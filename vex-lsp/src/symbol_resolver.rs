// Symbol Resolution - Find symbols in AST for hover/completion/goto-definition

use vex_ast::*;

#[derive(Debug, Clone)]
pub struct SymbolInfo {
    pub name: String,
    pub kind: SymbolKind,
    pub type_info: Option<String>,
    pub documentation: Option<String>,
    pub line: usize,
    pub column: usize,
}

#[derive(Debug, Clone, PartialEq)]
pub enum SymbolKind {
    Variable,
    Function,
    Parameter,
    Struct,
    Enum,
    Trait,
    Field,
    Method,
}

pub struct SymbolResolver {
    symbols: Vec<SymbolInfo>,
}

impl SymbolResolver {
    pub fn new() -> Self {
        Self {
            symbols: Vec::new(),
        }
    }

    /// Extract all symbols from a program
    pub fn extract_symbols(&mut self, program: &Program) {
        for item in &program.items {
            self.visit_item(item);
        }
    }

    /// Find symbol at a specific position
    pub fn find_symbol_at(&self, line: usize, column: usize) -> Option<&SymbolInfo> {
        self.symbols
            .iter()
            .find(|s| s.line == line && column >= s.column && column < s.column + s.name.len())
    }

    fn visit_item(&mut self, item: &Item) {
        match item {
            Item::Function(func) => self.visit_function(func),
            Item::Struct(s) => self.visit_struct(s),
            Item::Enum(e) => self.visit_enum(e),
            Item::Trait(t) => self.visit_trait(t),
            Item::Const(c) => self.visit_const(c),
            Item::TypeAlias(alias) => self.visit_type_alias(alias),
            _ => {}
        }
    }

    fn visit_function(&mut self, func: &Function) {
        let type_info = self.format_function_signature(func);

        self.symbols.push(SymbolInfo {
            name: func.name.clone(),
            kind: SymbolKind::Function,
            type_info: Some(type_info),
            documentation: None, // TODO: Add doc comment support to AST
            line: 0,             // TODO: Add span tracking to AST
            column: 0,
        });

        // Add parameters as symbols
        for param in &func.params {
            self.symbols.push(SymbolInfo {
                name: param.name.clone(),
                kind: SymbolKind::Parameter,
                type_info: Some(self.format_type(&param.ty)),
                documentation: None,
                line: 0,
                column: 0,
            });
        }

        // Visit function body for local variables
        self.visit_block(&func.body);
    }

    fn visit_struct(&mut self, s: &Struct) {
        let mut type_info = format!("struct {}", s.name);
        if !s.fields.is_empty() {
            type_info.push_str(" {\n");
            for field in &s.fields {
                type_info.push_str(&format!(
                    "    {}: {},\n",
                    field.name,
                    self.format_type(&field.ty)
                ));
            }
            type_info.push_str("}");
        }

        self.symbols.push(SymbolInfo {
            name: s.name.clone(),
            kind: SymbolKind::Struct,
            type_info: Some(type_info),
            documentation: None,
            line: 0,
            column: 0,
        });

        // Add fields as symbols
        for field in &s.fields {
            self.symbols.push(SymbolInfo {
                name: field.name.clone(),
                kind: SymbolKind::Field,
                type_info: Some(self.format_type(&field.ty)),
                documentation: None,
                line: 0,
                column: 0,
            });
        }
    }

    fn visit_enum(&mut self, e: &Enum) {
        let mut type_info = format!("enum {}", e.name);
        if !e.variants.is_empty() {
            type_info.push_str(" {\n");
            for variant in &e.variants {
                type_info.push_str(&format!("    {},\n", variant.name));
            }
            type_info.push_str("}");
        }

        self.symbols.push(SymbolInfo {
            name: e.name.clone(),
            kind: SymbolKind::Enum,
            type_info: Some(type_info),
            documentation: None,
            line: 0,
            column: 0,
        });
    }

    fn visit_trait(&mut self, t: &Trait) {
        let type_info = format!("trait {}", t.name);

        self.symbols.push(SymbolInfo {
            name: t.name.clone(),
            kind: SymbolKind::Trait,
            type_info: Some(type_info),
            documentation: None,
            line: 0,
            column: 0,
        });
    }

    fn visit_const(&mut self, c: &Const) {
        let type_str = if let Some(ty) = &c.ty {
            format!("const {}", self.format_type(ty))
        } else {
            "const".to_string()
        };

        self.symbols.push(SymbolInfo {
            name: c.name.clone(),
            kind: SymbolKind::Variable,
            type_info: Some(type_str),
            documentation: None,
            line: 0,
            column: 0,
        });
    }

    fn visit_type_alias(&mut self, alias: &TypeAlias) {
        self.symbols.push(SymbolInfo {
            name: alias.name.clone(),
            kind: SymbolKind::Struct, // Treat as type
            type_info: Some(format!(
                "type {} = {}",
                alias.name,
                self.format_type(&alias.ty)
            )),
            documentation: None,
            line: 0,
            column: 0,
        });
    }

    fn visit_block(&mut self, block: &Block) {
        for stmt in &block.statements {
            self.visit_statement(stmt);
        }
    }

    fn visit_statement(&mut self, stmt: &Statement) {
        match stmt {
            Statement::Let { name, ty, .. } => {
                self.symbols.push(SymbolInfo {
                    name: name.clone(),
                    kind: SymbolKind::Variable,
                    type_info: ty.as_ref().map(|t| self.format_type(t)),
                    documentation: None,
                    line: 0,
                    column: 0,
                });
            }
            Statement::If {
                then_block,
                elif_branches,
                else_block,
                ..
            } => {
                self.visit_block(then_block);
                for (_cond, block) in elif_branches {
                    self.visit_block(block);
                }
                if let Some(else_b) = else_block {
                    self.visit_block(else_b);
                }
            }
            Statement::While { body, .. }
            | Statement::For { body, .. }
            | Statement::ForIn { body, .. } => {
                self.visit_block(body);
            }
            Statement::Switch {
                cases,
                default_case,
                ..
            } => {
                for case in cases {
                    self.visit_block(&case.body);
                }
                if let Some(default) = default_case {
                    self.visit_block(default);
                }
            }
            _ => {}
        }
    }

    fn format_function_signature(&self, func: &Function) -> String {
        let mut sig = format!("fn {}(", func.name);

        let params: Vec<String> = func
            .params
            .iter()
            .map(|p| format!("{}: {}", p.name, self.format_type(&p.ty)))
            .collect();

        sig.push_str(&params.join(", "));
        sig.push(')');

        if let Some(ret) = &func.return_type {
            sig.push_str(": ");
            sig.push_str(&self.format_type(ret));
        }

        sig
    }

    fn format_type(&self, ty: &Type) -> String {
        match ty {
            Type::I8 => "i8".to_string(),
            Type::I16 => "i16".to_string(),
            Type::I32 => "i32".to_string(),
            Type::I64 => "i64".to_string(),
            Type::I128 => "i128".to_string(),
            Type::U8 => "u8".to_string(),
            Type::U16 => "u16".to_string(),
            Type::U32 => "u32".to_string(),
            Type::U64 => "u64".to_string(),
            Type::U128 => "u128".to_string(),
            Type::F32 => "f32".to_string(),
            Type::F64 => "f64".to_string(),
            Type::F128 => "f128".to_string(),
            Type::Bool => "bool".to_string(),
            Type::String => "string".to_string(),
            Type::Byte => "byte".to_string(),
            Type::Error => "error".to_string(),
            Type::Nil => "nil".to_string(),
            Type::Unit => "()".to_string(),
            Type::Never => "!".to_string(),
            Type::Named(name) => name.clone(),
            Type::Reference(inner, mutable) => {
                if *mutable {
                    format!("&{}!", self.format_type(inner))
                } else {
                    format!("&{}", self.format_type(inner))
                }
            }
            Type::Array(element_type, size) => {
                format!("[{}; {}]", self.format_type(element_type), size)
            }
            Type::Slice(element_type, mutable) => {
                if *mutable {
                    format!("&[{}]!", self.format_type(element_type))
                } else {
                    format!("&[{}]", self.format_type(element_type))
                }
            }
            Type::Generic { name, type_args } => {
                if type_args.is_empty() {
                    name.clone()
                } else {
                    let args: Vec<String> = type_args.iter().map(|t| self.format_type(t)).collect();
                    format!("{}<{}>", name, args.join(", "))
                }
            }
            Type::Function {
                params,
                return_type,
            } => {
                let param_str: Vec<String> = params.iter().map(|p| self.format_type(p)).collect();
                format!(
                    "fn({}): {}",
                    param_str.join(", "),
                    self.format_type(return_type)
                )
            }
            Type::Tuple(types) => {
                let type_strs: Vec<String> = types.iter().map(|t| self.format_type(t)).collect();
                format!("({})", type_strs.join(", "))
            }
            Type::Vec(inner) => format!("Vec<{}>", self.format_type(inner)),
            Type::Box(inner) => format!("Box<{}>", self.format_type(inner)),
            Type::Option(inner) => format!("Option<{}>", self.format_type(inner)),
            Type::Result(ok, err) => format!(
                "Result<{}, {}>",
                self.format_type(ok),
                self.format_type(err)
            ),
            Type::Channel(inner) => format!("Channel<{}>", self.format_type(inner)),
            Type::RawPtr(inner) => format!("*{}", self.format_type(inner)),
            Type::Union(types) => {
                let type_strs: Vec<String> = types.iter().map(|t| self.format_type(t)).collect();
                format!("({})", type_strs.join(" | "))
            }
            Type::Intersection(types) => {
                let type_strs: Vec<String> = types.iter().map(|t| self.format_type(t)).collect();
                format!("({})", type_strs.join(" & "))
            }
            _ => "unknown".to_string(),
        }
    }
}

- [Instructions to follow]
Scan the listing above, and wherever a line holds the word "Debug", copy it.

- [Your response]
#[derive(Debug, Clone)]
#[derive(Debug, Clone, PartialEq)]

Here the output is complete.